[SPOILERS]
We begin with a stunningly animated dinosaur meeting its fate as a giant meteorite is about to wipe out all dinosaurs from Earth. The seriousness breaks as the documentary is paused. Frankie and Elliott wish to tell Mo about the dinosaurs extinction on Earth, since Mo is from it, too; but the film was not meant to explain the extinction to dinosaurs.
We then get to a few jokes caused by the other bad ideas of breaking the news: a space banner and dinosaur comics. Mo believes dinosaurs had laser arms and protected the Earth from a toy that says “Eat laser, alien vermin!”. Not really appropriate to tell a class of aliens. Mo then shows up and apologizes for dinosaurs eating people at a theme park, thinking of Jurassic Park as fact. Elliott finally tells Mo the truth, which makes the latter cry.
3 minutes in, so far so good. Mo roars at Elliott and runs away. Things go from sad to tense immediately, as we see everyone in the Centrium blabber in different languages, instead of normally understanding each other. Another good mix between comedy, seriousness, sadness and problem solving.
We get to the Hive, where the alien passionate about linguistics tells Elliott and Frankie what happened: the Babbledrogs stopped creating language for the Centrium. We get more plot explanation as we go on past the 6th minute.

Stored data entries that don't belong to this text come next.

//! fleetscale-clients — external collaborators abstracted behind narrow
//! traits: PaaS, cloud-metrics, message-queue, and relational-store.
//!
//! The decision engine and scalers depend only on the traits in this
//! crate, never on `reqwest`/`sqlx` directly, so tests substitute
//! in-memory fakes without touching the network or a database.

pub mod cloud_metrics;
pub mod error;
pub mod paas;
pub mod queue;
pub mod sql;

pub use cloud_metrics::{CloudMetricsClient, Datapoint, HttpCloudMetricsClient, Statistic};
pub use error::{CloudMetricsError, PaasError, QueueError, ScaleOutcome, SqlError};
pub use paas::{HttpPaasClient, PaasClient};
pub use queue::{HttpQueueClient, QueueClient};
pub use sql::{PgSqlClient, SqlClient};
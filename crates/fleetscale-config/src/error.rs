//! Config-loading errors. Every variant is fatal at startup.

use thiserror::Error;

use fleetscale_scalers::{AppConfigError, ScheduleConfigError};

#[derive(Debug, Error)]
pub enum ConfigError {
    #[error("failed to read config file {path:?}: {source}")]
    Io { path: String, source: std::io::Error },

    #[error("failed to parse config YAML: {0}")]
    Parse(#[from] serde_yaml::Error),

    #[error("invalid schedule in app config: {0}")]
    Schedule(#[from] ScheduleConfigError),

    #[error("invalid app config: {0}")]
    App(#[from] AppConfigError),
}

pub type ConfigResult<T> = Result<T, ConfigError>;
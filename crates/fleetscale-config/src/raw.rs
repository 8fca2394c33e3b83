//! YAML-shaped config structs, deserialized as-written before validation.

use serde::Deserialize;

#[derive(Debug, Deserialize)]
pub struct RawConfig {
    #[serde(rename = "GENERAL")]
    pub general: RawGeneral,
    #[serde(rename = "SCALERS")]
    pub scalers: RawScalers,
    #[serde(rename = "APPS")]
    pub apps: Vec<RawApp>,
}

#[derive(Debug, Deserialize)]
#[serde(rename_all = "SCREAMING_SNAKE_CASE")]
pub struct RawGeneral {
    pub schedule_interval_seconds: u64,
    pub cooldown_seconds_after_scale_up: u64,
    pub cooldown_seconds_after_scale_down: u64,
    pub cf_api_url: String,
    pub cf_org: String,
    pub cf_space: String,
    #[serde(default)]
    pub statsd_enabled: bool,
}

#[derive(Debug, Deserialize)]
#[serde(rename_all = "SCREAMING_SNAKE_CASE")]
pub struct RawScalers {
    #[serde(default = "default_cpu_threshold")]
    pub default_cpu_percentage_threshold: f64,
    #[serde(default = "default_schedule_scale_factor")]
    pub default_schedule_scale_factor: f64,
    #[serde(default)]
    pub sqs_queue_prefix: String,
    #[serde(default = "default_true")]
    pub schedule_scaler_enabled: bool,
}

fn default_cpu_threshold() -> f64 {
    60.0
}

fn default_schedule_scale_factor() -> f64 {
    1.0
}

fn default_true() -> bool {
    true
}

#[derive(Debug, Deserialize)]
pub struct RawApp {
    pub name: String,
    pub min_instances: u32,
    pub max_instances: u32,
    pub scalers: Vec<RawScalerSpec>,
}

/// Tagged by `type`, whose values match this stack's scaler class names
/// one-for-one so config authors carry over the names they already know.
#[derive(Debug, Deserialize)]
#[serde(tag = "type")]
pub enum RawScalerSpec {
    ElbScaler {
        elb_name: String,
        #[serde(default)]
        surge_queue_name: Option<String>,
        threshold: f64,
        #[serde(default = "default_window_secs")]
        window_secs: i64,
    },
    SqsScaler {
        queues: Vec<String>,
        #[serde(default)]
        queue_prefix: Option<String>,
        queue_length_threshold: f64,
        throughput_threshold: f64,
    },
    CpuScaler {
        #[serde(default)]
        threshold_pct: Option<f64>,
    },
    ScheduledJobsScaler {
        threshold: f64,
        #[serde(default = "default_lookahead")]
        lookahead: String,
        #[serde(default = "default_scheduled_jobs_factor")]
        factor: f64,
    },
    ScheduleScaler {
        #[serde(default)]
        workdays: Vec<String>,
        #[serde(default)]
        weekends: Vec<String>,
        #[serde(default)]
        scale_factor: Option<f64>,
    },
}

fn default_window_secs() -> i64 {
    300
}

fn default_lookahead() -> String {
    "1 minute".to_string()
}

fn default_scheduled_jobs_factor() -> f64 {
    0.3
}
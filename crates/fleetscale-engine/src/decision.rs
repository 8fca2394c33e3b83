//! The decision engine: scale-change policy, cooldowns, and the
//! single-step-down rule.

use std::sync::Arc;

use fleetscale_clients::{PaasClient, ScaleOutcome};
use fleetscale_cooldown::CooldownStore;
use fleetscale_core::{Clock, CooldownKind, MetricsSink};
use tracing::{error, info, warn};

/// Combines a per-app desired/current instance count with cooldown
/// state into at most one scale RPC per call, per invariant 2.
pub struct DecisionEngine {
    cooldown: Arc<dyn CooldownStore>,
    paas: Arc<dyn PaasClient>,
    metrics: Arc<dyn MetricsSink>,
    clock: Arc<dyn Clock>,
    cooldown_up_secs: u64,
    cooldown_down_secs: u64,
}

impl DecisionEngine {
    pub fn new(
        cooldown: Arc<dyn CooldownStore>,
        paas: Arc<dyn PaasClient>,
        metrics: Arc<dyn MetricsSink>,
        clock: Arc<dyn Clock>,
        cooldown_up_secs: u64,
        cooldown_down_secs: u64,
    ) -> Self {
        Self {
            cooldown,
            paas,
            metrics,
            clock,
            cooldown_up_secs,
            cooldown_down_secs,
        }
    }

    /// Apply the scale policy for one app on one tick. `guid` is the
    /// PaaS-assigned identifier used in the scale RPC.
    pub async fn apply(&self, app_name: &str, guid: &str, current: u32, desired: u32) {
        let now = self.clock.now_unix();

        if desired == current {
            self.publish(app_name, current);
            return;
        }

        let new = if desired > current {
            if let Err(e) = self.cooldown.set(app_name, CooldownKind::Up, now) {
                warn!(app = app_name, error = %e, "failed to record scale-up cooldown");
            }
            desired
        } else {
            match self.scale_down_suppressed_by(app_name, now) {
                // 3a: within the scale-up cooldown — publish the unchanged count.
                Some(CooldownKind::Up) => {
                    self.publish(app_name, current);
                    return;
                }
                // 3b: within the scale-down cooldown — skip silently, no publish.
                Some(CooldownKind::Down) => {
                    return;
                }
                None => {
                    if let Err(e) = self.cooldown.set(app_name, CooldownKind::Down, now) {
                        warn!(app = app_name, error = %e, "failed to record scale-down cooldown");
                    }
                    current - 1
                }
            }
        };

        if new != current {
            self.scale(app_name, guid, new).await;
        }
        self.publish(app_name, new);
    }

    /// Checks both cooldown kinds, applying the missing-record policy: a
    /// missing record is treated as "just happened now", which writes
    /// `now` and suppresses this scale-down for one cooldown period so a
    /// restart can't immediately thrash. Returns which cooldown (if any)
    /// suppresses the scale-down; the up-cooldown takes precedence when
    /// both apply, matching step 3a's publish-and-return over step 3b's
    /// silent skip.
    fn scale_down_suppressed_by(&self, app_name: &str, now: u64) -> Option<CooldownKind> {
        // Both kinds are checked (and missing records seeded) unconditionally
        // rather than short-circuiting, so a cold start seeds both
        // last_scale_up and last_scale_down as the missing-cooldown policy requires.
        let blocked_by_up = self.is_within_cooldown(app_name, CooldownKind::Up, now, self.cooldown_up_secs);
        let blocked_by_down = self.is_within_cooldown(app_name, CooldownKind::Down, now, self.cooldown_down_secs);

        if blocked_by_up {
            info!(app = app_name, "scale-down suppressed by scale-up cooldown");
            Some(CooldownKind::Up)
        } else if blocked_by_down {
            info!(app = app_name, "scale-down suppressed by scale-down cooldown");
            Some(CooldownKind::Down)
        } else {
            None
        }
    }

    fn is_within_cooldown(&self, app_name: &str, kind: CooldownKind, now: u64, cooldown_secs: u64) -> bool {
        let last = match self.cooldown.get(app_name, kind) {
            Ok(Some(record)) => record.timestamp,
            Ok(None) => {
                if let Err(e) = self.cooldown.set(app_name, kind, now) {
                    warn!(app = app_name, error = %e, "failed to seed missing cooldown record");
                }
                now
            }
            Err(e) => {
                warn!(app = app_name, error = %e, "cooldown read failed, treating as just happened");
                now
            }
        };
        now < last + cooldown_secs
    }

    async fn scale(&self, app_name: &str, guid: &str, new: u32) {
        match self.paas.update_instances(guid, new).await {
            ScaleOutcome::Ok => {
                info!(app = app_name, new_instances = new, "scaled app");
            }
            ScaleOutcome::DeploymentInFlight => {
                info!(app = app_name, "scale skipped, deployment in flight");
            }
            ScaleOutcome::Other(e) => {
                error!(app = app_name, error = %e, "scale RPC failed");
            }
        }
    }

    fn publish(&self, app_name: &str, instances: u32) {
        self.metrics.gauge(&format!("{app_name}.instance-count"), instances as f64);
    }
}

#[cfg(test)]
mod tests {
    use super::*;
    use async_trait::async_trait;
    use fleetscale_clients::PaasError;
    use fleetscale_cooldown::InMemoryCooldownStore;
    use fleetscale_core::{MockClock, ObservedApp};
    use fleetscale_metrics::RecordingSink;
    use std::collections::HashMap;
    use std::sync::Mutex;

    struct FakePaas {
        outcome: Mutex<ScaleOutcomeKind>,
        calls: Mutex<Vec<(String, u32)>>,
    }

    #[derive(Clone, Copy)]
    enum ScaleOutcomeKind {
        Ok,
        DeploymentInFlight,
        Error,
    }

    #[async_trait]
    impl PaasClient for FakePaas {
        async fn list_apps(&self, _org: &str, _space: &str) -> Result<HashMap<String, ObservedApp>, PaasError> {
            Ok(HashMap::new())
        }

        async fn update_instances(&self, guid: &str, instances: u32) -> ScaleOutcome {
            self.calls.lock().unwrap().push((guid.to_string(), instances));
            match *self.outcome.lock().unwrap() {
                ScaleOutcomeKind::Ok => ScaleOutcome::Ok,
                ScaleOutcomeKind::DeploymentInFlight => ScaleOutcome::DeploymentInFlight,
                ScaleOutcomeKind::Error => ScaleOutcome::Other(PaasError::Timeout),
            }
        }

        async fn get_app_stats(&self, _app_name: &str) -> Result<HashMap<String, f64>, PaasError> {
            Ok(HashMap::new())
        }

        fn reset_auth(&self) {}
    }

    fn engine(clock: Arc<MockClock>, cooldown_up: u64, cooldown_down: u64) -> (DecisionEngine, Arc<FakePaas>, Arc<RecordingSink>, Arc<InMemoryCooldownStore>) {
        let paas = Arc::new(FakePaas { outcome: Mutex::new(ScaleOutcomeKind::Ok), calls: Mutex::new(Vec::new()) });
        let metrics = Arc::new(RecordingSink::new());
        let cooldown = Arc::new(InMemoryCooldownStore::new());
        let e = DecisionEngine::new(cooldown.clone(), paas.clone(), metrics.clone(), clock, cooldown_up, cooldown_down);
        (e, paas, metrics, cooldown)
    }

    #[tokio::test]
    async fn s1_equal_desired_and_current_publishes_and_does_not_scale() {
        let clock = Arc::new(MockClock::new(0));
        let (engine, paas, metrics, _) = engine(clock, 300, 60);
        engine.apply("notify-api", "guid-1", 6, 6).await;
        assert!(paas.calls.lock().unwrap().is_empty());
        assert_eq!(metrics.gauge_value("notify-api.instance-count"), Some(6.0));
    }

    #[tokio::test]
    async fn scale_up_calls_paas_and_records_cooldown() {
        let clock = Arc::new(MockClock::new(1_000));
        let (engine, paas, metrics, cooldown) = engine(clock, 300, 60);
        engine.apply("notify-api", "guid-1", 5, 8).await;
        assert_eq!(paas.calls.lock().unwrap().as_slice(), &[("guid-1".to_string(), 8)]);
        assert_eq!(metrics.gauge_value("notify-api.instance-count"), Some(8.0));
        assert_eq!(cooldown.get("notify-api", CooldownKind::Up).unwrap().unwrap().timestamp, 1_000);
    }

    #[tokio::test]
    async fn s3_single_step_down_after_cooldowns_elapsed() {
        let clock = Arc::new(MockClock::new(1_000));
        let (engine, paas, _, cooldown) = engine(clock.clone(), 300, 60);
        cooldown.set("notify-api", CooldownKind::Up, 1_000 - 325).unwrap();
        cooldown.set("notify-api", CooldownKind::Down, 1_000 - 600).unwrap();

        engine.apply("notify-api", "guid-1", 4, 1).await;

        assert_eq!(paas.calls.lock().unwrap().as_slice(), &[("guid-1".to_string(), 3)]);
        assert_eq!(cooldown.get("notify-api", CooldownKind::Down).unwrap().unwrap().timestamp, 1_000);
    }

    #[tokio::test]
    async fn s4_suppresses_scale_down_within_up_cooldown() {
        let clock = Arc::new(MockClock::new(1_000));
        let (engine, paas, metrics, _) = engine(clock.clone(), 300, 60);
        // last_scale_up was 100s ago, well within the 300s cooldown.
        let cooldown = fleetscale_cooldown::InMemoryCooldownStore::new();
        cooldown.set("notify-api", CooldownKind::Up, 1_000 - 100).unwrap();
        let engine = DecisionEngine::new(Arc::new(cooldown), Arc::new(FakePaas { outcome: Mutex::new(ScaleOutcomeKind::Ok), calls: Mutex::new(Vec::new()) }), metrics.clone(), clock, 300, 60);

        engine.apply("notify-api", "guid-1", 4, 3).await;

        assert_eq!(metrics.gauge_value("notify-api.instance-count"), Some(4.0));
        let _ = paas;
    }

    #[tokio::test]
    async fn suppresses_scale_down_within_down_cooldown_without_publishing() {
        let clock = Arc::new(MockClock::new(1_000));
        let (engine, paas, metrics, cooldown) = engine(clock, 300, 60);
        // last_scale_up was 400s ago (past the 300s cooldown), but
        // last_scale_down was only 30s ago (within the 60s cooldown).
        cooldown.set("notify-api", CooldownKind::Up, 1_000 - 400).unwrap();
        cooldown.set("notify-api", CooldownKind::Down, 1_000 - 30).unwrap();

        engine.apply("notify-api", "guid-1", 4, 3).await;

        assert!(paas.calls.lock().unwrap().is_empty());
        // Step 3b is a silent skip: no RPC and no gauge publish.
        assert_eq!(metrics.gauge_value("notify-api.instance-count"), None);
    }

    #[tokio::test]
    async fn s5_deployment_in_flight_advances_cooldown_without_error() {
        let clock = Arc::new(MockClock::new(1_000));
        let paas = Arc::new(FakePaas { outcome: Mutex::new(ScaleOutcomeKind::DeploymentInFlight), calls: Mutex::new(Vec::new()) });
        let metrics = Arc::new(RecordingSink::new());
        let cooldown = Arc::new(InMemoryCooldownStore::new());
        let engine = DecisionEngine::new(cooldown.clone(), paas.clone(), metrics, Arc::new(MockClock::new(1_000)), 300, 60);

        engine.apply("notify-api", "guid-1", 5, 8).await;

        assert_eq!(paas.calls.lock().unwrap().len(), 1);
        assert_eq!(cooldown.get("notify-api", CooldownKind::Up).unwrap().unwrap().timestamp, 1_000);
    }

    #[tokio::test]
    async fn s6_cold_start_missing_cooldown_suppresses_and_seeds_both_records() {
        let clock = Arc::new(MockClock::new(1_000));
        let (engine, paas, metrics, cooldown) = engine(clock, 300, 60);

        engine.apply("notify-api", "guid-1", 4, 3).await;

        assert!(paas.calls.lock().unwrap().is_empty());
        assert_eq!(metrics.gauge_value("notify-api.instance-count"), Some(4.0));
        assert_eq!(cooldown.get("notify-api", CooldownKind::Up).unwrap().unwrap().timestamp, 1_000);
    }
}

The glowing meteorite was attracting Babbledrogs to take their electricity. It is cool that Elliott and Mo apologized to each other and got along again. Elliott learns Mo was sad about having had lied about dinosaurs, and not about being the last dinosaur, because Elliott, Frankie and Mo were all from Earth.
Before everyone gets to be happy again, Frankie and Mo reactivate the mysterious meteorite, which tells us Mo is actually not from Earth. It was a powerful enough reason to end a chapter (Chapter Two) and the entire season. It is sad that Elliott and Frankie got separated.
A strong 10/10 for telling more about the rock lore and for leaving room for future episodes, if any will ever be made.
This is a show with lots of potential. Its first episode is a 10/10 from the very first second and the world of the Centrium has plenty to offer. In 16 episodes, Guillaume Cassuto, Mic Graves and Tony Hull had managed to use as many characters shown in the title song as possible, without them being just filler characters. Diminishing Discourse, the 16th episode, leaves lots of room for at least a second season or a feature length film, although I am getting ahead of myself on the last one.
This episode has its strengths. While it does not happen around the Centrium, but rather inside the Hive, it knows how to be alert during the chaos caused by Frankie’s curiosity.